The Phase 2 clinical trial iNO-PF (NCT03267108), funded by Bellerophon, is evaluating the safety and efficacy of NO delivered via INOpulse as a therapy for PF patients at risk of developing PH. The trial is being performed with multiple groups of patients, known as cohorts. The new topline data now available comes from Cohort 2.

iNO-PF’s Cohort 2 includes 44 people who were randomly selected to receive treatment with either INOpulse (45 mcg/kg) or a placebo for four months. That period is followed by an open-label extension phase, in which all participants are given the active treatment.

The results showed that, compared with those treated with placebo, patients treated with active NO exhibited statistically significant improvements in moderate-to-vigorous physical activity (MVPA). MVPA, which includes walking, climbing stairs, and yard work, increased by 14 minutes per day among those treated with INOpulse — a 20% improvement compared with the placebo group.

There also were significant improvements on the St. George Respiratory Questionnaire (SGRQ), which measures the impact of respiratory disease on daily life. Higher scores indicate a greater impact and thus reduced quality of life. On average, the total SGRQ score decreased by three points. There also were significant decreases of five points in the Activity subscore and six points on the Impact subscore.

Significant improvements in shortness of breath, as measured by the University of California, San Diego Shortness of Breath Questionnaire, also were found in participants receiving INOpulse.

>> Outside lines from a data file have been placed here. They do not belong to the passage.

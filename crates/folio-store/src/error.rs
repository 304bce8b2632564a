//! Transport-level errors for the backing services

/// Error returned by any service call
#[derive(Debug, Clone, PartialEq, Eq, thiserror::Error)]
pub enum StoreError {
    /// Non-2xx response
    #[error("{operation} failed with status {status}{}", detail_suffix(.detail))]
    Status {
        /// Short name of the failed operation
        operation: String,
        /// HTTP status code
        status: u16,
        /// `detail` field of the error body, if any
        detail: Option<String>,
    },

    /// Request never produced a response
    #[error("{operation} failed: {message}")]
    Transport { operation: String, message: String },

    /// Response body did not match the contract
    #[error("{operation} returned an unreadable body: {message}")]
    Decode { operation: String, message: String },

    /// Base URL cannot carry request paths
    #[error("invalid base url: {0}")]
    InvalidUrl(String),
}

fn detail_suffix(detail: &Option<String>) -> String {
    detail
        .as_deref()
        .map(|d| format!(": {d}"))
        .unwrap_or_default()
}

impl StoreError {
    /// Service-provided detail message, if present
    #[inline]
    #[must_use]
    pub fn detail(&self) -> Option<&str> {
        match self {
            Self::Status { detail, .. } => detail.as_deref(),
            _ => None,
        }
    }

    /// HTTP status, if a response was received
    #[inline]
    #[must_use]
    pub fn status(&self) -> Option<u16> {
        match self {
            Self::Status { status, .. } => Some(*status),
            _ => None,
        }
    }

    /// Build a status error
    #[inline]
    pub fn status_error(operation: impl Into<String>, status: u16, detail: Option<String>) -> Self {
        Self::Status {
            operation: operation.into(),
            status,
            detail,
        }
    }

    /// Build a transport error
    #[inline]
    pub fn transport(operation: impl Into<String>, message: impl ToString) -> Self {
        Self::Transport {
            operation: operation.into(),
            message: message.to_string(),
        }
    }

    /// Build a decode error
    #[inline]
    pub fn decode(operation: impl Into<String>, message: impl ToString) -> Self {
        Self::Decode {
            operation: operation.into(),
            message: message.to_string(),
        }
    }
}
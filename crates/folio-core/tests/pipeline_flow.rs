//! End-to-end pipeline behavior against the in-memory backend

use folio_core::{
    Collection, DocumentRef, GeneratedArtifact, PipelineState, SlotFile, Topic, Workspace,
    WorkspaceConfig, WorkspaceError,
};
use folio_events::ListenerError;
use folio_store::{GeneratedCode, TextDocument};
use folio_test_utils::{InMemoryBackend, Operation, Request};
use parking_lot::Mutex;
use pretty_assertions::assert_eq;
use proptest::prelude::*;
use std::sync::Arc;

fn backend() -> Arc<InMemoryBackend> {
    Arc::new(
        InMemoryBackend::new()
            .with_document("paper0.pdf", b"%PDF-0".to_vec())
            .with_document("paper1.pdf", b"%PDF-1".to_vec())
            .with_document("paper2.pdf", b"%PDF-2".to_vec())
            .with_document("notes.txt", b"reading list".to_vec())
            .with_generated("paper1.pdf", "paper1.py", "class Momentum: ...")
            .with_artifact("old.py", "print('old')"),
    )
}

fn workspace(backend: &Arc<InMemoryBackend>) -> Arc<Workspace> {
    Arc::new(Workspace::new(WorkspaceConfig::default(), backend.clone()))
}

#[tokio::test]
async fn select_generate_save_publishes_target_name() {
    let backend = backend();
    let workspace = workspace(&backend);
    let payloads = Arc::new(Mutex::new(Vec::new()));
    let _subscription = {
        let payloads = payloads.clone();
        workspace
            .channel()
            .subscribe(Topic::ARTIFACT_PERSISTED, move |n| {
                payloads.lock().push(n.payload.clone());
                Ok(())
            })
    };

    let pipeline = workspace.pipeline();
    pipeline
        .select(DocumentRef::document("paper1.pdf"))
        .await
        .unwrap();
    let artifact = pipeline.generate().await.unwrap();
    assert_eq!(
        artifact,
        GeneratedArtifact::ready(
            "paper1.pdf",
            GeneratedCode {
                filename: "paper1.py".to_string(),
                code: "class Momentum: ...".to_string(),
            }
        )
    );
    assert_eq!(pipeline.state(), PipelineState::Ready);

    pipeline.save().await.unwrap();

    assert!(backend.requests().contains(&Request::SaveText(
        Collection::Artifacts,
        TextDocument::new("paper1.py", "class Momentum: ...")
    )));
    assert_eq!(*payloads.lock(), vec![Some("paper1.py".to_string())]);
}

#[tokio::test]
async fn late_generation_result_is_discarded() {
    let backend = backend();
    let workspace = workspace(&backend);
    workspace
        .pipeline()
        .select(DocumentRef::document("paper1.pdf"))
        .await
        .unwrap();

    let gate = backend.hold_next(Operation::Generate);
    let slow = {
        let workspace = workspace.clone();
        tokio::spawn(async move { workspace.pipeline().generate().await })
    };
    gate.entered().await;
    assert_eq!(workspace.pipeline().snapshot().generating_source(), Some("paper1.pdf"));

    workspace
        .pipeline()
        .select(DocumentRef::document("paper2.pdf"))
        .await
        .unwrap();
    gate.release();

    let err = slow.await.unwrap().unwrap_err();
    assert_eq!(
        err,
        WorkspaceError::Superseded {
            name: "paper1.pdf".to_string()
        }
    );
    let snapshot = workspace.pipeline().snapshot();
    assert_eq!(snapshot.state, PipelineState::Selected);
    assert_eq!(snapshot.selection, Some(DocumentRef::document("paper2.pdf")));
    assert!(snapshot.artifact.is_empty());
    assert_eq!(snapshot.message, None);
}

#[tokio::test]
async fn late_result_does_not_replace_newer_artifact() {
    let backend = backend();
    let workspace = workspace(&backend);
    let pipeline = workspace.pipeline();
    pipeline
        .select(DocumentRef::document("paper1.pdf"))
        .await
        .unwrap();

    let gate = backend.hold_next(Operation::Generate);
    let slow = {
        let workspace = workspace.clone();
        tokio::spawn(async move { workspace.pipeline().generate().await })
    };
    gate.entered().await;

    pipeline
        .select(DocumentRef::document("paper2.pdf"))
        .await
        .unwrap();
    let fresh = pipeline.generate().await.unwrap();
    gate.release();

    assert!(slow.await.unwrap().is_err());
    assert_eq!(pipeline.artifact(), fresh);
    assert_eq!(pipeline.artifact().source_name, "paper2.pdf");
    assert_eq!(pipeline.state(), PipelineState::Ready);
}

#[tokio::test]
async fn reselect_during_generation_keeps_result() {
    let backend = backend();
    let workspace = workspace(&backend);
    workspace
        .pipeline()
        .select(DocumentRef::document("paper1.pdf"))
        .await
        .unwrap();

    let gate = backend.hold_next(Operation::Generate);
    let slow = {
        let workspace = workspace.clone();
        tokio::spawn(async move { workspace.pipeline().generate().await })
    };
    gate.entered().await;
    workspace
        .pipeline()
        .select(DocumentRef::document("paper1.pdf"))
        .await
        .unwrap();
    gate.release();

    let artifact = slow.await.unwrap().unwrap();
    assert_eq!(artifact.target_name, "paper1.py");
    assert_eq!(workspace.pipeline().state(), PipelineState::Ready);
}

#[tokio::test]
async fn generate_is_rejected_while_generating() {
    let backend = backend();
    let workspace = workspace(&backend);
    workspace
        .pipeline()
        .select(DocumentRef::document("paper1.pdf"))
        .await
        .unwrap();

    let gate = backend.hold_next(Operation::Generate);
    let slow = {
        let workspace = workspace.clone();
        tokio::spawn(async move { workspace.pipeline().generate().await })
    };
    gate.entered().await;

    let err = workspace.pipeline().generate().await.unwrap_err();
    assert_eq!(
        err,
        WorkspaceError::InvalidTransition {
            operation: "generate",
            state: PipelineState::Generating
        }
    );
    gate.release();
    slow.await.unwrap().unwrap();
    assert_eq!(backend.count(Operation::Generate), 1);
}

#[tokio::test]
async fn every_listener_sees_save_even_if_first_fails() {
    let backend = backend();
    let workspace = workspace(&backend);
    let calls = Arc::new(Mutex::new(Vec::new()));

    let _first = {
        let calls = calls.clone();
        workspace
            .channel()
            .subscribe(Topic::ARTIFACT_PERSISTED, move |_| {
                calls.lock().push("first");
                Err(ListenerError::new("explorer unmounted"))
            })
    };
    let _second = {
        let calls = calls.clone();
        workspace
            .channel()
            .subscribe(Topic::ARTIFACT_PERSISTED, move |_| {
                calls.lock().push("second");
                Ok(())
            })
    };

    let pipeline = workspace.pipeline();
    pipeline
        .select(DocumentRef::document("paper1.pdf"))
        .await
        .unwrap();
    pipeline.generate().await.unwrap();
    pipeline.save().await.unwrap();

    assert_eq!(*calls.lock(), vec!["first", "second"]);
}

#[tokio::test]
async fn removal_repulls_collection() {
    let backend = backend();
    let workspace = workspace(&backend);
    workspace.start().await.unwrap();
    backend.clear_requests();

    workspace
        .index()
        .remove(&DocumentRef::artifact("old.py"))
        .await
        .unwrap();

    assert_eq!(
        backend.requests(),
        vec![
            Request::Delete("old.py".to_string(), Collection::Artifacts),
            Request::List(Collection::Artifacts),
        ]
    );
    assert!(workspace.index().listing(Collection::Artifacts).is_empty());

    backend.insert_artifact("old.py", "print('old')");
    workspace.index().refresh(Collection::Artifacts).await.unwrap();
    let before = workspace.index().snapshot();
    backend.fail_next(Operation::Delete, 500, None);

    let err = workspace
        .index()
        .remove(&DocumentRef::artifact("old.py"))
        .await
        .unwrap_err();
    assert!(matches!(err, WorkspaceError::BackingStoreUnavailable { .. }));
    assert_eq!(workspace.index().snapshot(), before);
}

#[tokio::test]
async fn refresh_twice_yields_identical_snapshots() {
    let backend = backend();
    let workspace = workspace(&backend);

    let first = workspace.index().refresh_all().await.unwrap();
    let second = workspace.index().refresh_all().await.unwrap();

    assert_eq!(first, second);
}

#[tokio::test]
async fn artifact_slot_survives_restart() {
    let dir = tempfile::tempdir().unwrap();
    let config = WorkspaceConfig::default().with_artifact_slot_path(dir.path().join("slot.json"));
    let backend = backend();

    {
        let workspace = Workspace::new(config.clone(), backend.clone());
        let pipeline = workspace.pipeline();
        pipeline
            .select(DocumentRef::document("paper1.pdf"))
            .await
            .unwrap();
        pipeline.generate().await.unwrap();
    }

    let restored = Workspace::new(config.clone(), backend.clone());
    let snapshot = restored.pipeline().snapshot();
    assert_eq!(snapshot.state, PipelineState::Ready);
    assert_eq!(snapshot.selection, None);
    assert_eq!(snapshot.artifact.target_name, "paper1.py");

    restored.pipeline().clear();
    assert_eq!(SlotFile::new(dir.path().join("slot.json")).load().unwrap(), None);
}

#[derive(Debug, Clone)]
enum Step {
    Select(usize),
    Generate,
    FailingGenerate,
    Clear,
}

const NAMES: [&str; 4] = ["paper0.pdf", "paper1.pdf", "paper2.pdf", "notes.txt"];

fn step() -> impl Strategy<Value = Step> {
    prop_oneof![
        3 => (0..NAMES.len()).prop_map(Step::Select),
        3 => Just(Step::Generate),
        1 => Just(Step::FailingGenerate),
        1 => Just(Step::Clear),
    ]
}

proptest! {
    #[test]
    fn single_slot_and_single_handle(steps in proptest::collection::vec(step(), 1..24)) {
        let runtime = tokio::runtime::Builder::new_current_thread()
            .enable_all()
            .build()
            .unwrap();

        runtime.block_on(async {
            let backend = backend();
            let workspace = workspace(&backend);
            let pipeline = workspace.pipeline();
            let mut selected: Option<usize> = None;
            let mut held: Option<usize> = None;

            for step in steps {
                match step {
                    Step::Select(i) => {
                        let _ = pipeline.select(DocumentRef::document(NAMES[i])).await;
                        if selected != Some(i) {
                            selected = Some(i);
                            held = None;
                        }
                    }
                    Step::Generate => {
                        let result = pipeline.generate().await;
                        match selected {
                            Some(i) if i < 3 => {
                                prop_assert!(result.is_ok());
                                held = Some(i);
                            }
                            _ => prop_assert!(result.is_err()),
                        }
                    }
                    Step::FailingGenerate => {
                        backend.fail_next(Operation::Generate, 500, None);
                        let result = pipeline.generate().await;
                        backend.recover(Operation::Generate);
                        prop_assert!(result.is_err());
                        if matches!(selected, Some(i) if i < 3) {
                            held = None;
                        }
                    }
                    Step::Clear => {
                        pipeline.clear();
                        selected = None;
                        held = None;
                    }
                }

                let artifact = pipeline.artifact();
                match held {
                    Some(i) => {
                        prop_assert!(artifact.is_ready());
                        prop_assert_eq!(artifact.source_name.as_str(), NAMES[i]);
                    }
                    None => prop_assert!(!artifact.is_ready()),
                }
                prop_assert!(workspace.previews().live_count() <= 1);
                let expect_preview = matches!(selected, Some(i) if i < 3);
                prop_assert_eq!(workspace.previews().live_count(), usize::from(expect_preview));
            }
            Ok(())
        })?;
    }
}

On average, a five-point improvement was reported.

Moreover, patients receiving INOpulse had an overall activity score improved by 100 counts per minute, representing a 7% improvement compared with the placebo group.

“The positive top-line data from Cohort 2 of iNO-PF represent a defining milestone for our INOpulse clinical development program,” Fabian Tenenbaum, Bellerophon’s CEO, said in a press release. “The significant improvement demonstrated in MVPA confirms the benefits previously observed in Cohort 1 and in our earlier trials, and positions INOpulse to potentially become the first approved therapy to address this serious unmet medical need.”

Regarding safety, INOpulse treatment was found to be safe and well-tolerated by the participants.

“The statistically significant benefit shown by INOpulse in MVPA, as well as the consistent benefit in overall activity over a four month period, are especially encouraging,” said Steven D. Nathan, MD, medical director of the advanced lung disease and lung transplant program at Inova Fairfax Hospital and chair of Bellerophon’s steering committee. “An additional positive finding was the improvement in patient reported outcomes corroborating the improvements demonstrated in the actigraphy data, pointing to the fact that patients feel better while doing more.”

“I look forward to the continued development of INOpulse, and am excited by the potential prospects of this promising therapy in PH-ILD patients who have limited ability to perform even the most basic daily tasks,” Nathan added.

Bellerophon has plans to start a Phase 3 trial testing INOpulse in the first quarter of 2020.